# What the task requires
Return, in their exact form, the lines that lie between the start of the data below and the line containing "use dioxus::prelude::*;", with both ends included.

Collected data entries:
⟨
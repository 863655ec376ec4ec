pub mod tests;
pub mod use_checkout;
pub mod use_impact;

use crate::components::toast::{use_toast, ToastManager, ToastType};
use crate::data::cart_product_for;
use crate::models::Product;
use crate::state::StoreState;
use dioxus::prelude::*;
use tracing::{debug, info};

pub use use_checkout::{use_checkout, CheckoutFlow};
pub use use_impact::{use_impact, ImpactState};

#[derive(Clone, Copy)]
pub struct StoreClient {
    state: StoreState,
    toast: ToastManager,
}

impl StoreClient {
    pub fn add_to_cart(&self, product: &Product) {
        let mut toast = self.toast;
        let mut cart = self.state.cart;
        if !product.in_stock() {
            toast.show(&format!("{} is out of stock", product.name), ToastType::Error);
            return;
        }
        let quantity = cart.write().add(cart_product_for(product), 1);
        info!("Added {} to cart (now {})", product.name, quantity);
        toast.show(&format!("{} added to cart", product.name), ToastType::Success);
    }

    pub fn update_quantity(&self, line_id: u32, quantity: i64) {
        let mut cart = self.state.cart;
        cart.write().update_quantity(line_id, quantity);
        debug!("Cart line {} set to {}", line_id, quantity);
    }

    pub fn remove(&self, line_id: u32) {
        let mut cart = self.state.cart;
        cart.write().remove(line_id);
        debug!("Cart line {} removed", line_id);
    }

    pub fn toggle_favorite(&self, product_id: u32) {
        let mut favorites = self.state.favorites;
        let mut current = favorites.peek().clone();
        if !current.remove(&product_id) {
            current.insert(product_id);
        }
        favorites.set(current);
    }

    pub fn is_favorite(&self, product_id: u32) -> bool {
        self.state.favorites.read().contains(&product_id)
    }

    pub fn cart_count(&self) -> u32 {
        self.state.cart.read().totals().items
    }
}

pub fn use_store_client() -> StoreClient {
    let state = use_context::<StoreState>();
    let toast = use_toast();
    StoreClient { state, toast }
}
⟩
# Response box
repository 863655ec376ec4ec
pub mod tests;
pub mod use_checkout;
pub mod use_impact;

use crate::components::toast::{use_toast, ToastManager, ToastType};
use crate::data::cart_product_for;
use crate::models::Product;
use crate::state::StoreState;
use dioxus::prelude::*;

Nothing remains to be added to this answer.